Woodrow (Mr. Glodell) is awkward, a guy you'd expect to see in a romantic 
comedy.  Yet he's supremely confident and tough, as are all the characters, 
and well-acted.  "Bellflower" calculatingly withholds Woodrow's strengths.  
Woodrow's gregarious best friend Aiden (Tyler Dawson) stirs dreams of a real 
apocalypse.  The duo wants their imaginary Mother Medusa gang, powered by 
their jet black muscle car, to ride through flames in a blaze of glory.  

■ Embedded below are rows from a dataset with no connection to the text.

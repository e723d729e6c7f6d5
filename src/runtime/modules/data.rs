/// Data modules: random values, timestamps, arithmetic and number formatting

use super::{option_key, ModuleContext, ModuleHandler, ModuleOutput};
use crate::error::ModuleError;
use async_trait::async_trait;
use chrono::{DateTime, Local, NaiveDate, NaiveDateTime, TimeZone};
use rand::Rng;
use serde_json::json;
use std::fmt::Write as _;

pub const DEFAULT_DATETIME_FORMAT: &str = "%Y-%m-%d %H:%M:%S";

const DIGITS: &str = "0123456789";
const LETTERS: &str = "abcdefghijklmnopqrstuvwxyzABCDEFGHIJKLMNOPQRSTUVWXYZ";
const SYMBOLS: &str = "!\"#$%&'()*+,-./:;<=>?@[\\]^_`{|}~";

/// Character pool for random strings
#[derive(Debug, Clone, Copy, PartialEq, Eq)]
pub enum Charset {
    Digits,
    Letters,
    Alphanumeric,
    Symbols,
}

impl Charset {
    fn parse(value: &str) -> Result<Self, ModuleError> {
        match option_key(value).as_str() {
            "digits" | "numbers" | "数字" => Ok(Charset::Digits),
            "letters" | "字母" => Ok(Charset::Letters),
            "" | "alphanumeric" | "digits_letters" | "digits+letters" | "数字+字母" => Ok(Charset::Alphanumeric),
            "symbols" | "digits_letters_symbols" | "digits+letters+symbols" | "数字+字母+符号" => Ok(Charset::Symbols),
            other => Err(ModuleError::Validation(format!("unknown character set '{other}'"))),
        }
    }

    fn pool(self) -> Vec<char> {
        let sets: &[&str] = match self {
            Charset::Digits => &[DIGITS],
            Charset::Letters => &[LETTERS],
            Charset::Alphanumeric => &[DIGITS, LETTERS],
            Charset::Symbols => &[DIGITS, LETTERS, SYMBOLS],
        };
        sets.iter().flat_map(|set| set.chars()).collect()
    }
}

pub fn random_integer(min: i64, max: i64) -> Result<i64, ModuleError> {
    if min > max {
        return Err(ModuleError::Validation(format!(
            "min ({min}) must not exceed max ({max})"
        )));
    }
    Ok(rand::thread_rng().gen_range(min..=max))
}

pub fn random_string(length: usize, charset: Charset) -> String {
    let pool = charset.pool();
    let mut rng = rand::thread_rng();
    (0..length).map(|_| pool[rng.gen_range(0..pool.len())]).collect()
}

pub struct RandomNumber;

#[async_trait]
impl ModuleHandler for RandomNumber {
    async fn execute(&self, ctx: &mut ModuleContext<'_>) -> Result<ModuleOutput, ModuleError> {
        let value = match option_key(&ctx.raw_text("type")).as_str() {
            "" | "integer" | "int" | "整数" => {
                let min = ctx.integer("min", 1)?;
                let max = ctx.integer("max", 100)?;
                random_integer(min, max)?.to_string()
            }
            "string" | "text" | "字符串" => {
                let length = ctx.integer("length", 8)?;
                let length = usize::try_from(length)
                    .map_err(|_| ModuleError::Validation(format!("length must not be negative, got {length}")))?;
                random_string(length, Charset::parse(&ctx.raw_text("chars"))?)
            }
            other => return Err(ModuleError::Validation(format!("unknown random type '{other}'"))),
        };

        ctx.store_output(value.as_str());
        Ok(ModuleOutput::new(value))
    }
}

#[derive(Debug, Clone, Copy, PartialEq, Eq)]
enum TimeOutput {
    Seconds,
    Milliseconds,
    Formatted,
}

impl TimeOutput {
    fn parse(value: &str) -> Result<Self, ModuleError> {
        match option_key(value).as_str() {
            "" | "seconds" | "timestamp_seconds" | "unix" | "时间戳(秒)" => Ok(TimeOutput::Seconds),
            "milliseconds" | "millis" | "timestamp_milliseconds" | "时间戳(毫秒)" => Ok(TimeOutput::Milliseconds),
            "formatted" | "format" | "formatted_time" | "格式化时间" => Ok(TimeOutput::Formatted),
            other => Err(ModuleError::Validation(format!("unknown timestamp format '{other}'"))),
        }
    }
}

/// strftime-style formatting that reports bad patterns instead of panicking
pub fn format_time(time: &DateTime<Local>, pattern: &str) -> Result<String, ModuleError> {
    let mut text = String::new();
    write!(text, "{}", time.format(pattern))
        .map_err(|_| ModuleError::Parse(format!("invalid datetime format '{pattern}'")))?;
    Ok(text)
}

/// Parse local time; date-only patterns resolve to midnight
pub fn parse_local_time(input: &str, pattern: &str) -> Result<DateTime<Local>, ModuleError> {
    let input = input.trim();
    let naive = NaiveDateTime::parse_from_str(input, pattern)
        .or_else(|err| {
            NaiveDate::parse_from_str(input, pattern)
                .map(|date| date.and_time(chrono::NaiveTime::MIN))
                .map_err(|_| err)
        })
        .map_err(|e| ModuleError::Parse(format!("cannot parse '{input}' with '{pattern}': {e}")))?;
    Local
        .from_local_datetime(&naive)
        .earliest()
        .ok_or_else(|| ModuleError::Parse(format!("'{input}' does not exist in the local time zone")))
}

pub struct Timestamp;

#[async_trait]
impl ModuleHandler for Timestamp {
    async fn execute(&self, ctx: &mut ModuleContext<'_>) -> Result<ModuleOutput, ModuleError> {
        let output = TimeOutput::parse(&ctx.raw_text("format"))?;
        let time = match option_key(&ctx.raw_text("action")).as_str() {
            "" | "now" | "current" | "current_time" | "获取当前时间" => Local::now(),
            "parse" | "convert" | "转换时间字符串" => parse_local_time(
                &ctx.resolve("input_time"),
                &ctx.resolve_or("input_format", DEFAULT_DATETIME_FORMAT),
            )?,
            other => return Err(ModuleError::Validation(format!("unknown timestamp action '{other}'"))),
        };

        let value = match output {
            TimeOutput::Seconds => time.timestamp().to_string(),
            TimeOutput::Milliseconds => time.timestamp_millis().to_string(),
            TimeOutput::Formatted => {
                format_time(&time, &ctx.resolve_or("datetime_format", DEFAULT_DATETIME_FORMAT))?
            }
        };

        ctx.store_output(value.as_str());
        Ok(ModuleOutput::new(value))
    }
}

/// Integral values print without a fraction
pub fn format_number(value: f64) -> String {
    if value.is_finite() && value.fract() == 0.0 && value.abs() < 1e15 {
        format!("{}", value as i64)
    } else {
        value.to_string()
    }
}

fn parse_operand(ctx: &ModuleContext<'_>, key: &str) -> Result<f64, ModuleError> {
    let text = ctx.resolve(key);
    text.trim()
        .parse()
        .map_err(|_| ModuleError::Parse(format!("{key} is not a number: '{text}'")))
}

pub fn calculate(a: f64, operator: &str, b: f64) -> Result<f64, ModuleError> {
    match operator.trim() {
        "" | "+" => Ok(a + b),
        "-" => Ok(a - b),
        "*" | "x" | "×" => Ok(a * b),
        "/" | "÷" => {
            if b == 0.0 {
                Err(ModuleError::Arithmetic("division by zero".into()))
            } else {
                Ok(a / b)
            }
        }
        other => Err(ModuleError::Validation(format!("unknown operator '{other}'"))),
    }
}

pub struct Calculate;

#[async_trait]
impl ModuleHandler for Calculate {
    async fn execute(&self, ctx: &mut ModuleContext<'_>) -> Result<ModuleOutput, ModuleError> {
        let a = parse_operand(ctx, "input1")?;
        let b = parse_operand(ctx, "input2")?;
        let operator = ctx.raw_text("operator");
        let result = format_number(calculate(a, &operator, b)?);

        ctx.log
            .debug(
                format!("🧮 {a} {} {b} = {result}", operator.trim()),
                Some(json!({ "module": ctx.module.display_name() })),
            )
            .await;
        ctx.store_output(result.as_str());
        Ok(ModuleOutput::new(result))
    }
}

#[derive(Debug, Clone, Copy, PartialEq, Eq)]
pub enum Rounding {
    Fixed,
    Ceil,
    Round,
    Floor,
}

impl Rounding {
    fn parse(value: &str) -> Result<Self, ModuleError> {
        match option_key(value).as_str() {
            "" | "fixed" | "decimal_places" | "keep_decimals" | "保留小数位数" => Ok(Rounding::Fixed),
            "ceil" | "round_up" | "进一法取整" => Ok(Rounding::Ceil),
            "round" | "四舍五入取整" => Ok(Rounding::Round),
            "floor" | "truncate" | "round_down" | "舍弃小数取整" => Ok(Rounding::Floor),
            other => Err(ModuleError::Validation(format!("unknown format type '{other}'"))),
        }
    }

    pub fn apply(self, value: f64, decimal_places: usize) -> String {
        match self {
            Rounding::Fixed => format!("{value:.decimal_places$}"),
            Rounding::Ceil => format_number(value.ceil()),
            Rounding::Round => format_number(value.round()),
            Rounding::Floor => format_number(value.floor()),
        }
    }
}

pub struct NumberFormat;

#[async_trait]
impl ModuleHandler for NumberFormat {
    async fn execute(&self, ctx: &mut ModuleContext<'_>) -> Result<ModuleOutput, ModuleError> {
        let value = parse_operand(ctx, "input")?;
        let rounding = Rounding::parse(&ctx.raw_text("format_type"))?;
        let places = ctx.integer("decimal_places", 2)?.clamp(0, 20) as usize;

        let formatted = rounding.apply(value, places);
        ctx.store_output(formatted.as_str());
        Ok(ModuleOutput::new(formatted))
    }
}
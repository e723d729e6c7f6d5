/// Error taxonomy for the workflow engine
///
/// Structural errors abort a run before any module executes. Module errors are
/// converted into failed module results at the dispatcher boundary. Scheduling
/// errors are returned to whoever asked for a (re)registration.

use thiserror::Error;

/// Persistence failures shared by every store implementation
#[derive(Debug, Error)]
pub enum StorageError {
    #[error("database error: {0}")]
    Database(#[from] sqlx::Error),

    #[error("serialization error: {0}")]
    Serialization(#[from] serde_json::Error),

    #[error("corrupt record: {0}")]
    Corrupt(String),
}

/// Run-fatal errors raised while planning or loading a workflow run
#[derive(Debug, Error)]
pub enum EngineError {
    #[error("cyclic dependency detected at module '{module_id}'")]
    CyclicDependency { module_id: String },

    #[error("connection {side} references unknown module '{module_id}'")]
    UnknownModuleReference {
        module_id: String,
        side: &'static str,
    },

    #[error("condition module '{module_id}' opens a block inside another condition block")]
    NestedConditionBlock { module_id: String },

    #[error(transparent)]
    Storage(#[from] StorageError),
}

/// Failures of a single module operation
#[derive(Debug, Error)]
pub enum ModuleError {
    #[error("unknown module type: {0}")]
    UnknownModuleType(String),

    #[error("decode failed: {0}")]
    Decode(String),

    #[error("parse failed: {0}")]
    Parse(String),

    #[error("crypto failed: {0}")]
    Crypto(String),

    #[error("arithmetic error: {0}")]
    Arithmetic(String),

    #[error("request failed: {0}")]
    Network(String),

    #[error("unexpected HTTP status {0}")]
    Status(u16),

    #[error("missing configuration: {0}")]
    ConfigMissing(String),

    #[error("delivery failed: {0}")]
    Delivery(String),

    #[error("invalid input: {0}")]
    Validation(String),

    #[error("no reachable domain")]
    NoDomainAvailable,

    #[error(transparent)]
    Storage(#[from] StorageError),
}

/// Failures of schedule registration and triggered runs
#[derive(Debug, Error)]
pub enum SchedulingError {
    #[error("invalid cron expression '{expression}': {reason}")]
    InvalidCron { expression: String, reason: String },

    #[error("workflow not found: {0}")]
    WorkflowNotFound(String),

    #[error("scheduler error: {0}")]
    Scheduler(#[from] tokio_cron_scheduler::JobSchedulerError),

    #[error(transparent)]
    Storage(#[from] StorageError),
}
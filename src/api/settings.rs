/// Notification settings endpoints
///
/// Replacing the settings swaps them atomically; runs already in flight keep
/// the snapshot they loaded.

use crate::api::workflows::AppState;
use crate::config::NotificationSettings;
use axum::{extract::State, response::Json, routing::get, Router};
use std::sync::Arc;

pub fn create_settings_routes() -> Router<AppState> {
    Router::new().route(
        "/api/settings/notifications",
        get(get_notification_settings).put(put_notification_settings),
    )
}

/// GET /api/settings/notifications
async fn get_notification_settings(State(state): State<AppState>) -> Json<NotificationSettings> {
    Json(NotificationSettings::clone(&state.notification_settings.load()))
}

/// PUT /api/settings/notifications
async fn put_notification_settings(
    State(state): State<AppState>,
    Json(settings): Json<NotificationSettings>,
) -> Json<NotificationSettings> {
    state.notification_settings.store(Arc::new(settings.clone()));
    tracing::info!("🔔 Notification settings updated");
    Json(settings)
}
/// Configuration management for the Autoflow engine
///
/// Handles server configuration, storage location, log retention and
/// notification channel credentials. Defaults come from `AUTOFLOW_*`
/// environment variables; a TOML file named by `AUTOFLOW_CONFIG` overrides them.

use anyhow::{Context, Result};
use serde::{Deserialize, Serialize};

/// Main application configuration
#[derive(Debug, Clone, Serialize, Deserialize)]
#[serde(default)]
pub struct Config {
    /// Server configuration
    pub server: ServerConfig,
    /// Storage configuration
    pub storage: StorageConfig,
    /// Tracing filter and persistent log retention
    pub logging: LoggingConfig,
    /// Notification channels used by notification modules
    pub notifications: NotificationSettings,
}

/// HTTP server configuration
#[derive(Debug, Clone, Serialize, Deserialize)]
#[serde(default)]
pub struct ServerConfig {
    /// Server bind address (e.g., "0.0.0.0")
    pub host: String,
    /// Server port number
    pub port: u16,
}

#[derive(Debug, Clone, Serialize, Deserialize)]
#[serde(default)]
pub struct StorageConfig {
    /// Directory holding `autoflow.db` (default: "data")
    pub data_dir: String,
}

#[derive(Debug, Clone, Serialize, Deserialize)]
#[serde(default)]
pub struct LoggingConfig {
    /// Default tracing filter when `RUST_LOG` is unset
    pub level: String,
    /// Persistent log entries kept per class (system / workflow); 0 keeps all
    pub max_entries: u64,
}

/// Credentials and default recipients of every notification channel
#[derive(Debug, Clone, Default, PartialEq, Serialize, Deserialize)]
#[serde(default)]
pub struct NotificationSettings {
    pub email: EmailSettings,
    pub wxpusher: WxPusherSettings,
    pub pushplus: PushPlusSettings,
}

#[derive(Debug, Clone, PartialEq, Serialize, Deserialize)]
#[serde(default)]
pub struct EmailSettings {
    pub smtp_server: String,
    /// 465 connects with implicit TLS, anything else with STARTTLS
    pub smtp_port: u16,
    pub smtp_user: String,
    pub smtp_password: String,
    /// From address; falls back to `smtp_user`
    pub sender: String,
    pub default_recipient: String,
}

impl Default for EmailSettings {
    fn default() -> Self {
        Self {
            smtp_server: String::new(),
            smtp_port: 465,
            smtp_user: String::new(),
            smtp_password: String::new(),
            sender: String::new(),
            default_recipient: String::new(),
        }
    }
}

#[derive(Debug, Clone, Default, PartialEq, Serialize, Deserialize)]
#[serde(default)]
pub struct WxPusherSettings {
    pub app_token: String,
    pub default_uid: String,
}

#[derive(Debug, Clone, Default, PartialEq, Serialize, Deserialize)]
#[serde(default)]
pub struct PushPlusSettings {
    pub token: String,
    /// Group topic used when a module names no recipient
    pub topic: String,
}

fn env_or(name: &str, default: &str) -> String {
    std::env::var(name).unwrap_or_else(|_| default.to_string())
}

impl Default for Config {
    /// Default configuration with ENV_VAR support for container deployment
    fn default() -> Self {
        Self {
            server: ServerConfig::default(),
            storage: StorageConfig::default(),
            logging: LoggingConfig::default(),
            notifications: NotificationSettings::default(),
        }
    }
}

impl Default for ServerConfig {
    fn default() -> Self {
        Self {
            host: env_or("AUTOFLOW_HOST", "0.0.0.0"),
            port: env_or("AUTOFLOW_PORT", "3004").parse().unwrap_or(3004),
        }
    }
}

impl Default for StorageConfig {
    fn default() -> Self {
        Self {
            data_dir: env_or("AUTOFLOW_DATA_DIR", "data"),
        }
    }
}

impl Default for LoggingConfig {
    fn default() -> Self {
        Self {
            level: env_or("AUTOFLOW_LOG_LEVEL", "info"),
            max_entries: env_or("AUTOFLOW_LOG_MAX_ENTRIES", "1000").parse().unwrap_or(1000),
        }
    }
}

impl Config {
    /// Environment defaults, overridden by the TOML file at `AUTOFLOW_CONFIG` if set
    pub fn load() -> Result<Self> {
        match std::env::var("AUTOFLOW_CONFIG") {
            Ok(path) if !path.trim().is_empty() => {
                let text = std::fs::read_to_string(&path)
                    .with_context(|| format!("Failed to read config file {path}"))?;
                Self::from_toml(&text).with_context(|| format!("Invalid config file {path}"))
            }
            _ => Ok(Self::default()),
        }
    }

    /// Parse a TOML document; missing sections and keys keep their defaults
    pub fn from_toml(text: &str) -> Result<Self> {
        Ok(toml::from_str(text)?)
    }
}
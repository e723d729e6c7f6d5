/// Network modules: HTTP requests, TCP reachability probes and proxy settings

use super::{option_key, ModuleContext, ModuleHandler, ModuleOutput};
use crate::error::ModuleError;
use crate::runtime::logger::{truncate, MAX_DETAIL_CHARS};
use crate::runtime::variables::{keys, stringify};
use async_trait::async_trait;
use serde_json::{json, Map, Value};
use std::time::{Duration, Instant};
use tokio::net::TcpStream;

pub struct HttpRequest;

impl HttpRequest {
    /// Header map from JSON object text; anything else yields no headers
    fn parse_headers(text: &str) -> Option<Map<String, Value>> {
        if text.trim().is_empty() {
            return Some(Map::new());
        }
        match serde_json::from_str(text) {
            Ok(Value::Object(headers)) => Some(headers),
            _ => None,
        }
    }
}

#[async_trait]
impl ModuleHandler for HttpRequest {
    async fn execute(&self, ctx: &mut ModuleContext<'_>) -> Result<ModuleOutput, ModuleError> {
        let url = ctx.resolve("url");
        let method = ctx.resolve_or("method", "GET").trim().to_uppercase();
        let body = ctx.resolve("body");
        let timeout = ctx.seconds("timeout", 30.0)?;
        let use_http2 = ctx.flag("use_http2", false);
        let check_status = ctx.flag("check_status", false);
        let status_var = ctx.target_var("status_code_var");
        let proxy = ctx.variables.resolve_proxy();

        let headers = match Self::parse_headers(&ctx.resolve("headers")) {
            Some(headers) => headers,
            None => {
                ctx.log
                    .warning("request headers are not a JSON object, sending none", None)
                    .await;
                Map::new()
            }
        };

        ctx.log
            .debug(
                format!("HTTP {method} {url}"),
                Some(json!({
                    "url": url,
                    "method": method,
                    "headers": headers,
                    "body": truncate(&body, MAX_DETAIL_CHARS),
                    "proxy": proxy,
                    "use_http2": use_http2,
                    "check_status": check_status,
                    "timeout": timeout.as_secs_f64(),
                })),
            )
            .await;

        let method = reqwest::Method::from_bytes(method.as_bytes())
            .map_err(|_| ModuleError::Validation(format!("invalid HTTP method '{method}'")))?;

        let mut builder = reqwest::Client::builder().timeout(timeout);
        if !use_http2 {
            builder = builder.http1_only();
        }
        builder = match &proxy {
            Some(proxy) => builder.proxy(
                reqwest::Proxy::all(proxy.as_str())
                    .map_err(|e| ModuleError::Network(format!("invalid proxy '{proxy}': {e}")))?,
            ),
            None => builder.no_proxy(),
        };
        let client = builder
            .build()
            .map_err(|e| ModuleError::Network(format!("failed to build HTTP client: {e}")))?;

        let sends_body = method != reqwest::Method::GET && method != reqwest::Method::DELETE;
        let mut request = client.request(method, &url);
        for (name, value) in &headers {
            request = request.header(name.as_str(), stringify(value));
        }
        if sends_body {
            request = request.body(body);
        }

        let response = match request.send().await {
            Ok(response) => response,
            Err(e) => {
                if let Some(var) = &status_var {
                    ctx.variables.set(var.as_str(), 0);
                }
                return Err(ModuleError::Network(e.to_string()));
            }
        };

        let status = response.status().as_u16();
        if let Some(var) = &status_var {
            ctx.variables.set(var.as_str(), status);
        }
        if check_status && !response.status().is_success() {
            return Err(ModuleError::Status(status));
        }

        let response_headers: Map<String, Value> = response
            .headers()
            .iter()
            .map(|(name, value)| {
                (
                    name.as_str().to_string(),
                    Value::String(String::from_utf8_lossy(value.as_bytes()).into_owned()),
                )
            })
            .collect();
        let text = response
            .text()
            .await
            .map_err(|e| ModuleError::Network(format!("failed to read response body: {e}")))?;

        ctx.log
            .debug(
                format!("HTTP response {status}"),
                Some(json!({
                    "status_code": status,
                    "headers": response_headers,
                    "response_text": truncate(&text, MAX_DETAIL_CHARS),
                })),
            )
            .await;

        ctx.store_output(text.as_str());
        Ok(ModuleOutput::new(text).with_status(status))
    }
}

/// Domain list entry: `host` or `host:port`, scheme and path stripped
fn parse_domains(input: &str) -> Vec<String> {
    input
        .lines()
        .map(str::trim)
        .filter(|line| !line.is_empty() && !line.starts_with('#'))
        .map(|line| {
            let line = line
                .strip_prefix("https://")
                .or_else(|| line.strip_prefix("http://"))
                .unwrap_or(line);
            line.split('/').next().unwrap_or(line).to_string()
        })
        .filter(|domain| !domain.is_empty())
        .collect()
}

/// Split an explicit `:port` suffix off a domain entry
///
/// IPv6 literals need brackets to carry a port (`[::1]:443`); bare IPv6
/// addresses use the default port.
fn split_host_port(domain: &str, default_port: u16) -> (&str, u16) {
    if let Some(bracketed) = domain.strip_prefix('[') {
        return match bracketed.split_once(']') {
            Some((host, "")) => (host, default_port),
            Some((host, rest)) => match rest.strip_prefix(':').map(str::parse::<u16>) {
                Some(Ok(port)) => (host, port),
                _ => (host, default_port),
            },
            None => (domain, default_port),
        };
    }
    match domain.rsplit_once(':') {
        Some((host, port)) if !host.contains(':') => match port.parse() {
            Ok(port) => (host, port),
            Err(_) => (domain, default_port),
        },
        _ => (domain, default_port),
    }
}

/// Outcome of one TCP connect attempt
#[derive(Debug, Clone, PartialEq)]
pub struct ProbeResult {
    pub available: bool,
    pub message: String,
    /// Elapsed milliseconds, rounded to two decimals
    pub response_time: f64,
}

pub async fn probe(host: &str, port: u16, timeout: Duration) -> ProbeResult {
    let started = Instant::now();
    let outcome = tokio::time::timeout(timeout, TcpStream::connect((host, port))).await;
    let response_time = (started.elapsed().as_secs_f64() * 100_000.0).round() / 100.0;

    let (available, message) = match outcome {
        Ok(Ok(_)) => (true, "connected".to_string()),
        Ok(Err(e)) => (false, format!("connection failed: {e}")),
        Err(_) => (false, format!("timed out after {}s", timeout.as_secs_f64())),
    };

    ProbeResult {
        available,
        message,
        response_time,
    }
}

pub struct CheckDomains;

#[async_trait]
impl ModuleHandler for CheckDomains {
    async fn execute(&self, ctx: &mut ModuleContext<'_>) -> Result<ModuleOutput, ModuleError> {
        let domains = parse_domains(&ctx.resolve("domains"));
        let port = u16::try_from(ctx.integer("port", 80)?)
            .map_err(|_| ModuleError::Validation("port must be between 0 and 65535".into()))?;
        let timeout = ctx.seconds("timeout", 5.0)?;
        let all_results_var = ctx.target_var("all_results_var");

        if domains.is_empty() {
            return Err(ModuleError::Validation("no domains to check".into()));
        }

        ctx.log
            .debug(
                format!("checking {} domains", domains.len()),
                Some(json!({ "domains": domains, "port": port, "timeout": timeout.as_secs_f64() })),
            )
            .await;

        let mut results = Map::new();
        let mut available_domain: Option<String> = None;

        for domain in &domains {
            let (host, port) = split_host_port(domain, port);
            let probe = probe(host, port, timeout).await;

            if probe.available {
                ctx.log
                    .info(
                        format!("domain {domain} reachable ({}ms)", probe.response_time),
                        None,
                    )
                    .await;
                available_domain.get_or_insert_with(|| domain.clone());
            } else {
                ctx.log
                    .warning(format!("domain {domain} unreachable: {}", probe.message), None)
                    .await;
            }

            results.insert(
                domain.clone(),
                json!({
                    "available": probe.available,
                    "message": probe.message,
                    "response_time": probe.response_time,
                }),
            );

            if available_domain.is_some() && all_results_var.is_none() {
                break;
            }
        }

        if let Some(var) = all_results_var {
            let report = serde_json::to_string(&results)
                .map_err(|e| ModuleError::Parse(format!("failed to encode domain results: {e}")))?;
            ctx.variables.set(var, report);
        }

        match available_domain {
            Some(domain) => {
                ctx.store_output(domain.as_str());
                Ok(ModuleOutput::new(domain))
            }
            None => {
                ctx.store_output("");
                Err(ModuleError::NoDomainAvailable)
            }
        }
    }
}

#[derive(Debug, Clone, Copy, PartialEq, Eq)]
enum ProxyScope {
    Global,
    Branch,
}

impl ProxyScope {
    fn parse(value: &str) -> Self {
        match option_key(value).as_str() {
            "branch" | "branch_only" | "current_branch" | "仅当前分支" => ProxyScope::Branch,
            _ => ProxyScope::Global,
        }
    }
}

pub struct SystemProxy;

#[async_trait]
impl ModuleHandler for SystemProxy {
    async fn execute(&self, ctx: &mut ModuleContext<'_>) -> Result<ModuleOutput, ModuleError> {
        let proxy_url = ctx.resolve("proxy_url");
        let scope = ProxyScope::parse(&ctx.resolve("scope"));
        let reset = ctx.flag("reset", false);

        let key = match scope {
            ProxyScope::Global => keys::GLOBAL_PROXY.to_string(),
            ProxyScope::Branch => keys::branch_proxy(ctx.variables.current_branch()),
        };

        let message = if reset {
            ctx.variables.set(key, Value::Null);
            "proxy reset".to_string()
        } else {
            ctx.variables.set(key, proxy_url.as_str());
            format!("proxy set: {proxy_url}")
        };

        ctx.log.info(message.as_str(), None).await;
        Ok(ModuleOutput::new(message))
    }
}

Woodrow and Aiden are flame-throwers.  They blast objects with enormous 
flames that illuminate the dark night sky.  These two are inviolable, 
almost inseparable, until a femme fatale type named Milly (Jessie Wiseman) comes 
along.  Milly has Courtney (Rebekah Brandes), a friend as close to her as 
Aiden is to Woodrow.  The women aren't as preoccupied with setting the 
world on fire. 
"Bellflower" is jarring poetry.  Part-hallucinogen, part-reality, Mr. 
Glodell's film keeps you guessing as to what's real and what isn't.  The 
film evokes such escapist trips as "Two Lane Blacktop" and the apocalyptic 
thriller "Mad Max", which it references.  There's flourishes of Lynch and a 
nihilism that burns in places we've all been to or felt.  This film is 
about what boys do and what boys feel, and the two are kept separate until they 
merge and explode, in ways that thunder and roar as loudly and shrilly as Trent 
Reznor's song "Burn" does.
We see men hurt, physically and emotionally.  If hell hath no fury like a 
woman's scorn, then heaven help us when a man gets madder than Max.  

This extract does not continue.